■ **Required action**: Your task is to copy all of the data exactly.

Saved entries:
************
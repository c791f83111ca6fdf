use std::{
    collections::BTreeMap,
    convert::Infallible,
    fmt,
    hash::{Hash, Hasher},
    str::FromStr,
};

use serde::{Deserialize, Deserializer, Serialize};
use serde_json::Value;

use crate::coerce::{coerce_flag, decimal_from_value, uint_from_value};

/// Server-assigned identifier. Backends disagree on whether ids are numbers or
/// strings, so both are accepted and echoed back in their original shape.
///
/// Two ids are equal when they print the same, so a route's `1` matches a
/// server's `"1"`.
#[derive(Debug, Clone, Serialize, Deserialize)]
#[serde(untagged)]
pub enum LaptopId {
    Number(i64),
    Text(String),
}

impl LaptopId {
    /// Id carried by an arbitrary JSON value; `null` and `""` carry none.
    pub fn from_value(value: &Value) -> Option<Self> {
        match value {
            Value::Null => None,
            Value::Number(number) => Some(match number.as_i64() {
                Some(id) => Self::Number(id),
                None => Self::Text(number.to_string()),
            }),
            Value::String(text) if text.is_empty() => None,
            Value::String(text) => Some(Self::Text(text.clone())),
            other => Some(Self::Text(other.to_string())),
        }
    }
}

impl PartialEq for LaptopId {
    fn eq(&self, other: &Self) -> bool {
        match (self, other) {
            (Self::Number(a), Self::Number(b)) => a == b,
            (Self::Text(a), Self::Text(b)) => a == b,
            (Self::Number(n), Self::Text(t)) | (Self::Text(t), Self::Number(n)) => {
                *t == n.to_string()
            }
        }
    }
}

impl Eq for LaptopId {}

impl Hash for LaptopId {
    fn hash<H: Hasher>(&self, state: &mut H) {
        match self {
            Self::Number(id) => id.to_string().hash(state),
            Self::Text(id) => id.hash(state),
        }
    }
}

impl fmt::Display for LaptopId {
    fn fmt(&self, f: &mut fmt::Formatter<'_>) -> fmt::Result {
        match self {
            Self::Number(id) => write!(f, "{id}"),
            Self::Text(id) => f.write_str(id),
        }
    }
}

/// Only canonical integers (`7`, `-3`) become numbers; `007` or `+7` keep
/// their spelling so they address the same path they were typed as.
impl FromStr for LaptopId {
    type Err = Infallible;

    fn from_str(raw: &str) -> Result<Self, Self::Err> {
        Ok(match raw.parse::<i64>() {
            Ok(id) if id.to_string() == raw => Self::Number(id),
            _ => Self::Text(raw.to_string()),
        })
    }
}

impl From<i64> for LaptopId {
    fn from(id: i64) -> Self {
        Self::Number(id)
    }
}

impl From<&str> for LaptopId {
    fn from(raw: &str) -> Self {
        match raw.parse() {
            Ok(id) => id,
            Err(never) => match never {},
        }
    }
}

/// One inventory item as exchanged with the laptops collection.
///
/// Fields the client does not know about are kept in [`LaptopRecord::extra`]
/// and written back verbatim, so an edit never drops server-side data.
#[derive(Debug, Clone, PartialEq, Serialize, Deserialize)]
#[serde(rename_all = "camelCase")]
pub struct LaptopRecord {
    #[serde(
        default,
        skip_serializing_if = "Option::is_none",
        deserialize_with = "lenient_id"
    )]
    pub id: Option<LaptopId>,
    #[serde(default, deserialize_with = "lenient_text")]
    pub brand: String,
    #[serde(default, deserialize_with = "lenient_text")]
    pub model: String,
    #[serde(default, deserialize_with = "lenient_decimal")]
    pub price: f64,
    #[serde(default, deserialize_with = "lenient_text")]
    pub processor: String,
    #[serde(default, deserialize_with = "lenient_uint")]
    pub ram: u64,
    #[serde(default, deserialize_with = "lenient_uint")]
    pub storage: u64,
    #[serde(default, deserialize_with = "lenient_text")]
    pub gpu: String,
    #[serde(default, deserialize_with = "lenient_text")]
    pub operating_system: String,
    #[serde(default, deserialize_with = "lenient_decimal")]
    pub screen_size: f64,
    #[serde(default, deserialize_with = "lenient_text")]
    pub description: String,
    #[serde(default = "available_by_default", deserialize_with = "lenient_flag")]
    pub is_available: bool,
    #[serde(default, deserialize_with = "lenient_uint")]
    pub stock_quantity: u64,
    #[serde(flatten)]
    pub extra: BTreeMap<String, Value>,
}

impl Default for LaptopRecord {
    fn default() -> Self {
        Self {
            id: None,
            brand: String::new(),
            model: String::new(),
            price: 0.0,
            processor: String::new(),
            ram: 0,
            storage: 0,
            gpu: String::new(),
            operating_system: String::new(),
            screen_size: 0.0,
            description: String::new(),
            is_available: true,
            stock_quantity: 0,
            extra: BTreeMap::new(),
        }
    }
}

impl LaptopRecord {
    /// Identifier to show and route with: `id`, falling back to a
    /// document-store style `_id` carried in the extra fields.
    pub fn display_id(&self) -> Option<LaptopId> {
        if let Some(id) = &self.id {
            return Some(id.clone());
        }
        self.extra.get("_id").and_then(LaptopId::from_value)
    }

    /// Name used in delete confirmations.
    pub fn confirmation_name(&self) -> &str {
        if self.model.is_empty() {
            "this laptop"
        } else {
            &self.model
        }
    }

    /// Copy of the record without its server-assigned id, as sent in request
    /// bodies where the id already lives in the path.
    pub fn without_id(&self) -> Self {
        Self {
            id: None,
            ..self.clone()
        }
    }
}

fn available_by_default() -> bool {
    true
}

fn lenient_id<'de, D>(deserializer: D) -> Result<Option<LaptopId>, D::Error>
where
    D: Deserializer<'de>,
{
    Ok(LaptopId::from_value(&Value::deserialize(deserializer)?))
}

fn lenient_text<'de, D>(deserializer: D) -> Result<String, D::Error>
where
    D: Deserializer<'de>,
{
    Ok(match Value::deserialize(deserializer)? {
        Value::String(text) => text,
        Value::Null => String::new(),
        Value::Bool(flag) => flag.to_string(),
        Value::Number(number) => number.to_string(),
        other => other.to_string(),
    })
}

fn lenient_decimal<'de, D>(deserializer: D) -> Result<f64, D::Error>
where
    D: Deserializer<'de>,
{
    Ok(decimal_from_value(&Value::deserialize(deserializer)?))
}

fn lenient_uint<'de, D>(deserializer: D) -> Result<u64, D::Error>
where
    D: Deserializer<'de>,
{
    Ok(uint_from_value(&Value::deserialize(deserializer)?))
}

fn lenient_flag<'de, D>(deserializer: D) -> Result<bool, D::Error>
where
    D: Deserializer<'de>,
{
    Ok(coerce_flag(&Value::deserialize(deserializer)?))
}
************
■ **Task response**:
repository c791f83111ca6fdf
use std::{
    collections::BTreeMap,
    convert::Infallible,
    fmt,
    hash::{Hash, Hasher},
    str::FromStr,
};

use serde::{Deserialize, Deserializer, Serialize};
use serde_json::Value;

use crate::coerce::{coerce_flag, decimal_from_value, uint_from_value};

/// Server-assigned identifier. Backends disagree on whether ids are numbers or
/// strings, so both are accepted and echoed back in their original shape.
///
/// Two ids are equal when they print the same, so a route's `1` matches a
/// server's `"1"`.
#[derive(Debug, Clone, Serialize, Deserialize)]
#[serde(untagged)]
pub enum LaptopId {
    Number(i64),
    Text(String),
}

impl LaptopId {
    /// Id carried by an arbitrary JSON value; `null` and `""` carry none.
    pub fn from_value(value: &Value) -> Option<Self> {
        match value {
            Value::Null => None,
            Value::Number(number) => Some(match number.as_i64() {
                Some(id) => Self::Number(id),
                None => Self::Text(number.to_string()),
            }),
            Value::String(text) if text.is_empty() => None,
            Value::String(text) => Some(Self::Text(text.clone())),
            other => Some(Self::Text(other.to_string())),
        }
    }
}

impl PartialEq for LaptopId {
    fn eq(&self, other: &Self) -> bool {
        match (self, other) {
            (Self::Number(a), Self::Number(b)) => a == b,
            (Self::Text(a), Self::Text(b)) => a == b,
            (Self::Number(n), Self::Text(t)) | (Self::Text(t), Self::Number(n)) => {
                *t == n.to_string()
            }
        }
    }
}

impl Eq for LaptopId {}

impl Hash for LaptopId {
    fn hash<H: Hasher>(&self, state: &mut H) {
        match self {
            Self::Number(id) => id.to_string().hash(state),
            Self::Text(id) => id.hash(state),
        }
    }
}

impl fmt::Display for LaptopId {
    fn fmt(&self, f: &mut fmt::Formatter<'_>) -> fmt::Result {
        match self {
            Self::Number(id) => write!(f, "{id}"),
            Self::Text(id) => f.write_str(id),
        }
    }
}

/// Only canonical integers (`7`, `-3`) become numbers; `007` or `+7` keep
/// their spelling so they address the same path they were typed as.
impl FromStr for LaptopId {
    type Err = Infallible;

    fn from_str(raw: &str) -> Result<Self, Self::Err> {
        Ok(match raw.parse::<i64>() {
            Ok(id) if id.to_string() == raw => Self::Number(id),
            _ => Self::Text(raw.to_string()),
        })
    }
}

impl From<i64> for LaptopId {
    fn from(id: i64) -> Self {
        Self::Number(id)
    }
}

impl From<&str> for LaptopId {
    fn from(raw: &str) -> Self {
        match raw.parse() {
            Ok(id) => id,
            Err(never) => match never {},
        }
    }
}

/// One inventory item as exchanged with the laptops collection.
///
/// Fields the client does not know about are kept in [`LaptopRecord::extra`]
/// and written back verbatim, so an edit never drops server-side data.
#[derive(Debug, Clone, PartialEq, Serialize, Deserialize)]
#[serde(rename_all = "camelCase")]
pub struct LaptopRecord {
    #[serde(
        default,
        skip_serializing_if = "Option::is_none",
        deserialize_with = "lenient_id"
    )]
    pub id: Option<LaptopId>,
    #[serde(default, deserialize_with = "lenient_text")]
    pub brand: String,
    #[serde(default, deserialize_with = "lenient_text")]
    pub model: String,
    #[serde(default, deserialize_with = "lenient_decimal")]
    pub price: f64,
    #[serde(default, deserialize_with = "lenient_text")]
    pub processor: String,
    #[serde(default, deserialize_with = "lenient_uint")]
    pub ram: u64,
    #[serde(default, deserialize_with = "lenient_uint")]
    pub storage: u64,
    #[serde(default, deserialize_with = "lenient_text")]
    pub gpu: String,
    #[serde(default, deserialize_with = "lenient_text")]
    pub operating_system: String,
    #[serde(default, deserialize_with = "lenient_decimal")]
    pub screen_size: f64,
    #[serde(default, deserialize_with = "lenient_text")]
    pub description: String,
    #[serde(default = "available_by_default", deserialize_with = "lenient_flag")]
    pub is_available: bool,
    #[serde(default, deserialize_with = "lenient_uint")]
    pub stock_quantity: u64,
    #[serde(flatten)]
    pub extra: BTreeMap<String, Value>,
}

impl Default for LaptopRecord {
    fn default() -> Self {
        Self {
            id: None,
            brand: String::new(),
            model: String::new(),
            price: 0.0,
            processor: String::new(),
            ram: 0,
            storage: 0,
            gpu: String::new(),
            operating_system: String::new(),
            screen_size: 0.0,
            description: String::new(),
            is_available: true,
            stock_quantity: 0,
            extra: BTreeMap::new(),
        }
    }
}

impl LaptopRecord {
    /// Identifier to show and route with: `id`, falling back to a
    /// document-store style `_id` carried in the extra fields.
    pub fn display_id(&self) -> Option<LaptopId> {
        if let Some(id) = &self.id {
            return Some(id.clone());
        }
        self.extra.get("_id").and_then(LaptopId::from_value)
    }

    /// Name used in delete confirmations.
    pub fn confirmation_name(&self) -> &str {
        if self.model.is_empty() {
            "this laptop"
        } else {
            &self.model
        }
    }

    /// Copy of the record without its server-assigned id, as sent in request
    /// bodies where the id already lives in the path.
    pub fn without_id(&self) -> Self {
        Self {
            id: None,
            ..self.clone()
        }
    }
}

fn available_by_default() -> bool {
    true
}

fn lenient_id<'de, D>(deserializer: D) -> Result<Option<LaptopId>, D::Error>
where
    D: Deserializer<'de>,
{
    Ok(LaptopId::from_value(&Value::deserialize(deserializer)?))
}

fn lenient_text<'de, D>(deserializer: D) -> Result<String, D::Error>
where
    D: Deserializer<'de>,
{
    Ok(match Value::deserialize(deserializer)? {
        Value::String(text) => text,
        Value::Null => String::new(),
        Value::Bool(flag) => flag.to_string(),
        Value::Number(number) => number.to_string(),
        other => other.to_string(),
    })
}

fn lenient_decimal<'de, D>(deserializer: D) -> Result<f64, D::Error>
where
    D: Deserializer<'de>,
{
    Ok(decimal_from_value(&Value::deserialize(deserializer)?))
}

fn lenient_uint<'de, D>(deserializer: D) -> Result<u64, D::Error>
where
    D: Deserializer<'de>,
{
    Ok(uint_from_value(&Value::deserialize(deserializer)?))
}

fn lenient_flag<'de, D>(deserializer: D) -> Result<bool, D::Error>
where
    D: Deserializer<'de>,
{
    Ok(coerce_flag(&Value::deserialize(deserializer)?))
}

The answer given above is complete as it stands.